PROMPT — Count every line in the entries that follow where the word "IntentKind" appears, then state only the total.

###

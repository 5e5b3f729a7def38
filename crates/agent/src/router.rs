//! Intent routing for one webhook turn.
//!
//! `IntentRouter::handle` never fails: every failure is logged and rendered
//! into the reply text so the caller always gets a usable envelope. Only
//! answered fallback turns touch session memory.

use std::sync::Arc;
use std::time::Duration;

use tracing::{error, info, warn};

use concierge_core::domain::event::{ConversationalEvent, SessionId};
use concierge_core::domain::reply::{ReplyBuilder, ReplyEnvelope};
use concierge_core::domain::session::Turn;
use concierge_core::errors::AnswerError;
use concierge_core::intent::{IntentKind, SALE_CLIENT_SLOT, SALE_PRODUCT_SLOT};
use concierge_core::menu::MenuTemplates;
use concierge_db::repositories::SessionRepository;

use crate::knowledge::NO_RELEVANT_INFO;
use crate::runtime::AnsweringService;
use crate::tools::SaleFinalizer;

pub const AWAITING_SALE_DETAILS_CONTEXT: &str = "awaiting_sale_details";
pub const MENU_CONTEXT: &str = "menu";
pub const SALE_DETAILS_PROMPT: &str =
    "I need more information (product and client) to finalize the sale.";
pub const REPHRASE_PROMPT: &str =
    "I didn't catch your question. Could you rephrase it, or type 'menu' to see the options?";

pub fn no_information_reply(query: &str) -> String {
    format!(
        "I'm sorry, I don't have specific information about '{query}' in my knowledge base. \
         Is there anything else I can help you with, or would you like to see the menu?"
    )
}

#[derive(Clone, Copy, Debug, PartialEq, Eq)]
pub struct RouterSettings {
    pub answer_timeout: Duration,
    pub max_history_turns: u32,
}

impl Default for RouterSettings {
    fn default() -> Self {
        Self { answer_timeout: Duration::from_secs(60), max_history_turns: 20 }
    }
}

pub struct IntentRouter {
    answering: Arc<dyn AnsweringService>,
    sales: SaleFinalizer,
    sessions: Arc<dyn SessionRepository>,
    menu: MenuTemplates,
    settings: RouterSettings,
}

impl IntentRouter {
    pub fn new(
        answering: Arc<dyn AnsweringService>,
        sales: SaleFinalizer,
        sessions: Arc<dyn SessionRepository>,
        menu: MenuTemplates,
        settings: RouterSettings,
    ) -> Self {
        Self { answering, sales, sessions, menu, settings }
    }

    pub async fn handle(&self, event: ConversationalEvent) -> ReplyEnvelope {
        let correlation_id = event.session_id.as_ref().map_or("anonymous", SessionId::as_str);
        let kind = IntentKind::from_label(event.intent_label.as_deref());
        info!(
            event_name = "webhook.event.received",
            correlation_id,
            intent_label = event.intent_label.as_deref().unwrap_or(""),
            intent_kind = kind.kind_name(),
            query_text = %event.raw_text,
            slots = %serde_json::to_string(&event.slots).unwrap_or_default(),
            "conversational event received"
        );

        let reply = match kind {
            IntentKind::Menu(option) => ReplyBuilder::new(event.session_id.as_ref())
                .text(self.menu.reply_for(option))
                .build(),
            IntentKind::ConfirmSale => self.confirm_sale(&event),
            IntentKind::Fallback => self.answer(&event, correlation_id).await,
        };

        info!(
            event_name = "webhook.event.handled",
            correlation_id,
            intent_kind = kind.kind_name(),
            contexts = reply.output_contexts.len(),
            "conversational event handled"
        );
        reply
    }

    fn confirm_sale(&self, event: &ConversationalEvent) -> ReplyEnvelope {
        let builder = ReplyBuilder::new(event.session_id.as_ref());
        match (event.slot(SALE_PRODUCT_SLOT), event.slot(SALE_CLIENT_SLOT)) {
            (Some(product), Some(client)) => {
                builder.text(self.sales.finalize(&product, &client)).build()
            }
            _ => builder
                .text(SALE_DETAILS_PROMPT)
                .context(AWAITING_SALE_DETAILS_CONTEXT, 2)
                .build(),
        }
    }

    async fn answer(&self, event: &ConversationalEvent, correlation_id: &str) -> ReplyEnvelope {
        let builder = ReplyBuilder::new(event.session_id.as_ref());
        let query = event.query_text();
        if query.is_empty() {
            return builder.text(REPHRASE_PROMPT).build();
        }

        let history = match &event.session_id {
            Some(session_id) => self.history(session_id).await,
            None => Vec::new(),
        };

        let reply = match self.run_answering(query, history).await {
            Ok(answer) if answer.contains(NO_RELEVANT_INFO) => {
                info!(
                    event_name = "agent.answer.no_information",
                    correlation_id,
                    "answering service found no relevant information"
                );
                builder.text(no_information_reply(query)).context(MENU_CONTEXT, 1).build()
            }
            Ok(answer) => builder.text(answer).build(),
            Err(answer_error) => {
                let failure = answer_error.into_fulfillment(correlation_id);
                error!(
                    event_name = "agent.answer.error",
                    correlation_id = failure.correlation_id(),
                    error_class = failure.error_class(),
                    error = %failure,
                    "answering service failed"
                );
                // Apologies are never recorded as history.
                return builder.text(failure.user_message()).build();
            }
        };

        if let Some(session_id) = &event.session_id {
            self.remember(session_id, query, &reply.fulfillment_text).await;
        }
        reply
    }

    /// Runs the answering call on its own task so a panic or a hang stays
    /// contained to this turn.
    async fn run_answering(&self, query: &str, history: Vec<Turn>) -> Result<String, AnswerError> {
        let answering = Arc::clone(&self.answering);
        let query = query.to_string();
        let mut task = tokio::spawn(async move { answering.answer(&query, &history).await });

        match tokio::time::timeout(self.settings.answer_timeout, &mut task).await {
            Ok(Ok(result)) => result,
            Ok(Err(join_error)) => {
                Err(AnswerError::Unexpected(format!("answering task failed: {join_error}")))
            }
            Err(_) => {
                task.abort();
                Err(AnswerError::ServiceUnavailable(format!(
                    "answer timed out after {}s",
                    self.settings.answer_timeout.as_secs()
                )))
            }
        }
    }

    async fn history(&self, session_id: &SessionId) -> Vec<Turn> {
        match self.sessions.load_recent(session_id, self.settings.max_history_turns).await {
            Ok(turns) => turns,
            Err(repository_error) => {
                warn!(
                    event_name = "memory.load.error",
                    correlation_id = session_id.as_str(),
                    error = %repository_error,
                    "could not load session history, continuing without it"
                );
                Vec::new()
            }
        }
    }

    async fn remember(&self, session_id: &SessionId, utterance: &str, reply: &str) {
        let turns = [Turn::user(utterance), Turn::assistant(reply)];
        if let Err(repository_error) = self.sessions.append(session_id, &turns).await {
            warn!(
                event_name = "memory.append.error",
                correlation_id = session_id.as_str(),
                error = %repository_error,
                "could not record conversation turn"
            );
        }
    }
}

###

SOLUTION TO THIS PROBLEM — 5